EXERCISE
Reproduce the records below exactly as they are written.

START SOURCE DATA

use thiserror::Error;

/// Errors raised while configuring, fetching, decoding or rendering.
#[derive(Error, Debug)]
pub enum VarmonError {
    /// Invalid or inconsistent configuration
    #[error("Configuration error: {0}")]
    Config(String),

    /// Unparseable port, host or URL list
    #[error("Invalid target: {0}")]
    InvalidTarget(String),

    /// Request failed or returned an unexpected status
    #[error("Fetch error: {0}")]
    Fetch(String),

    /// The endpoint answered 404
    #[error("Vars not found at {0}. Did you import expvar?")]
    NotFound(String),

    /// Transport-level reqwest failure
    #[error("HTTP error: {0}")]
    Http(#[from] reqwest::Error),

    /// Body was not valid JSON
    #[error("Serialization error: {0}")]
    Serialization(#[from] serde_json::Error),

    /// Body was JSON but not an object
    #[error("Invalid payload: {0}")]
    InvalidPayload(String),

    /// Filesystem or stream failure
    #[error("IO error: {0}")]
    Io(#[from] std::io::Error),

    /// Request exceeded the configured timeout
    #[error("Timeout error: operation took longer than {timeout_ms}ms")]
    Timeout {
        /// Configured limit in milliseconds
        timeout_ms: u64,
    },

    /// Input text that could not be parsed
    #[error("Parse error: {message}")]
    Parse {
        /// What failed to parse
        message: String,
    },

    /// Output could not be written
    #[error("Render error: {0}")]
    Render(String),
}

/// Result type alias for varmon operations
pub type Result<T> = std::result::Result<T, VarmonError>;

impl VarmonError {
    /// Creates a new configuration error
    pub fn config<S: Into<String>>(msg: S) -> Self {
        Self::Config(msg.into())
    }

    /// Creates a new invalid target error
    pub fn invalid_target<S: Into<String>>(msg: S) -> Self {
        Self::InvalidTarget(msg.into())
    }

    /// Creates a new fetch error
    pub fn fetch<S: Into<String>>(msg: S) -> Self {
        Self::Fetch(msg.into())
    }

    /// Creates a new invalid payload error
    pub fn invalid_payload<S: Into<String>>(msg: S) -> Self {
        Self::InvalidPayload(msg.into())
    }

    /// Creates a new parse error
    pub fn parse<S: Into<String>>(msg: S) -> Self {
        Self::Parse {
            message: msg.into(),
        }
    }

    /// Creates a new render error
    pub fn render<S: Into<String>>(msg: S) -> Self {
        Self::Render(msg.into())
    }

    /// Returns true if the next tick may succeed without operator action
    pub fn is_recoverable(&self) -> bool {
        match self {
            Self::Fetch(_) | Self::NotFound(_) | Self::Timeout { .. } => true,
            Self::Http(err) => err.is_timeout() || err.is_connect() || err.is_request(),
            Self::Serialization(_) | Self::InvalidPayload(_) => true,
            _ => false,
        }
    }

    /// Returns the error category for logging
    pub fn category(&self) -> &'static str {
        match self {
            Self::Config(_) | Self::InvalidTarget(_) => "config",
            Self::Fetch(_) | Self::Http(_) => "network",
            Self::NotFound(_) => "not_found",
            Self::Serialization(_) | Self::InvalidPayload(_) | Self::Parse { .. } => {
                "serialization"
            },
            Self::Io(_) => "io",
            Self::Timeout { .. } => "timeout",
            Self::Render(_) => "ui",
        }
    }
}

#[cfg(test)]
mod tests {
    use super::*;

    #[test]
    fn test_error_creation() {
        let err = VarmonError::config("no vars specified");
        assert_eq!(err.to_string(), "Configuration error: no vars specified");
        assert_eq!(err.category(), "config");
    }

    #[test]
    fn test_struct_variant_messages() {
        let err = VarmonError::parse("bad interval");
        assert_eq!(err.to_string(), "Parse error: bad interval");
        assert_eq!(err.category(), "serialization");

        let err = VarmonError::Timeout { timeout_ms: 250 };
        assert_eq!(err.to_string(), "Timeout error: operation took longer than 250ms");
        assert_eq!(VarmonError::render("stdout closed").category(), "ui");
    }

    #[test]
    fn test_error_recoverability() {
        assert!(VarmonError::fetch("connection refused").is_recoverable());
        assert!(VarmonError::NotFound("http://localhost:1234/debug/vars".into()).is_recoverable());
        assert!(VarmonError::Timeout { timeout_ms: 1000 }.is_recoverable());
        assert!(!VarmonError::config("invalid config").is_recoverable());
        assert!(!VarmonError::invalid_target("1234-12").is_recoverable());
    }

    #[test]
    fn test_not_found_message() {
        let err = VarmonError::NotFound("http://localhost:1234/debug/vars".into());
        assert_eq!(
            err.to_string(),
            "Vars not found at http://localhost:1234/debug/vars. Did you import expvar?"
        );
        assert_eq!(err.category(), "not_found");
    }
}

END SOURCE DATA

SOLVED PROBLEM
use thiserror::Error;

/// Errors raised while configuring, fetching, decoding or rendering.
#[derive(Error, Debug)]
pub enum VarmonError {
    /// Invalid or inconsistent configuration
    #[error("Configuration error: {0}")]
    Config(String),

    /// Unparseable port, host or URL list
    #[error("Invalid target: {0}")]
    InvalidTarget(String),

    /// Request failed or returned an unexpected status
    #[error("Fetch error: {0}")]
    Fetch(String),

    /// The endpoint answered 404
    #[error("Vars not found at {0}. Did you import expvar?")]
    NotFound(String),

    /// Transport-level reqwest failure
    #[error("HTTP error: {0}")]
    Http(#[from] reqwest::Error),

    /// Body was not valid JSON
    #[error("Serialization error: {0}")]
    Serialization(#[from] serde_json::Error),

    /// Body was JSON but not an object
    #[error("Invalid payload: {0}")]
    InvalidPayload(String),

    /// Filesystem or stream failure
    #[error("IO error: {0}")]
    Io(#[from] std::io::Error),

    /// Request exceeded the configured timeout
    #[error("Timeout error: operation took longer than {timeout_ms}ms")]
    Timeout {
        /// Configured limit in milliseconds
        timeout_ms: u64,
    },

    /// Input text that could not be parsed
    #[error("Parse error: {message}")]
    Parse {
        /// What failed to parse
        message: String,
    },

    /// Output could not be written
    #[error("Render error: {0}")]
    Render(String),
}

/// Result type alias for varmon operations
pub type Result<T> = std::result::Result<T, VarmonError>;

impl VarmonError {
    /// Creates a new configuration error
    pub fn config<S: Into<String>>(msg: S) -> Self {
        Self::Config(msg.into())
    }

    /// Creates a new invalid target error
    pub fn invalid_target<S: Into<String>>(msg: S) -> Self {
        Self::InvalidTarget(msg.into())
    }

    /// Creates a new fetch error
    pub fn fetch<S: Into<String>>(msg: S) -> Self {
        Self::Fetch(msg.into())
    }

    /// Creates a new invalid payload error
    pub fn invalid_payload<S: Into<String>>(msg: S) -> Self {
        Self::InvalidPayload(msg.into())
    }

    /// Creates a new parse error
    pub fn parse<S: Into<String>>(msg: S) -> Self {
        Self::Parse {
            message: msg.into(),
        }
    }

    /// Creates a new render error
    pub fn render<S: Into<String>>(msg: S) -> Self {
        Self::Render(msg.into())
    }

    /// Returns true if the next tick may succeed without operator action
    pub fn is_recoverable(&self) -> bool {
        match self {
            Self::Fetch(_) | Self::NotFound(_) | Self::Timeout { .. } => true,
            Self::Http(err) => err.is_timeout() || err.is_connect() || err.is_request(),
            Self::Serialization(_) | Self::InvalidPayload(_) => true,
            _ => false,
        }
    }

    /// Returns the error category for logging
    pub fn category(&self) -> &'static str {
        match self {
            Self::Config(_) | Self::InvalidTarget(_) => "config",
            Self::Fetch(_) | Self::Http(_) => "network",
            Self::NotFound(_) => "not_found",
            Self::Serialization(_) | Self::InvalidPayload(_) | Self::Parse { .. } => {
                "serialization"
            },
            Self::Io(_) => "io",
            Self::Timeout { .. } => "timeout",
            Self::Render(_) => "ui",
        }
    }
}

#[cfg(test)]
mod tests {
    use super::*;

    #[test]
    fn test_error_creation() {
        let err = VarmonError::config("no vars specified");
        assert_eq!(err.to_string(), "Configuration error: no vars specified");
        assert_eq!(err.category(), "config");
    }

    #[test]
    fn test_struct_variant_messages() {
        let err = VarmonError::parse("bad interval");
        assert_eq!(err.to_string(), "Parse error: bad interval");
        assert_eq!(err.category(), "serialization");

        let err = VarmonError::Timeout { timeout_ms: 250 };
        assert_eq!(err.to_string(), "Timeout error: operation took longer than 250ms");
        assert_eq!(VarmonError::render("stdout closed").category(), "ui");
    }

    #[test]
    fn test_error_recoverability() {
        assert!(VarmonError::fetch("connection refused").is_recoverable());
        assert!(VarmonError::NotFound("http://localhost:1234/debug/vars".into()).is_recoverable());
        assert!(VarmonError::Timeout { timeout_ms: 1000 }.is_recoverable());
        assert!(!VarmonError::config("invalid config").is_recoverable());
        assert!(!VarmonError::invalid_target("1234-12").is_recoverable());
    }

    #[test]
    fn test_not_found_message() {
        let err = VarmonError::NotFound("http://localhost:1234/debug/vars".into());
        assert_eq!(
            err.to_string(),
            "Vars not found at http://localhost:1234/debug/vars. Did you import expvar?"
        );
        assert_eq!(err.category(), "not_found");
    }
}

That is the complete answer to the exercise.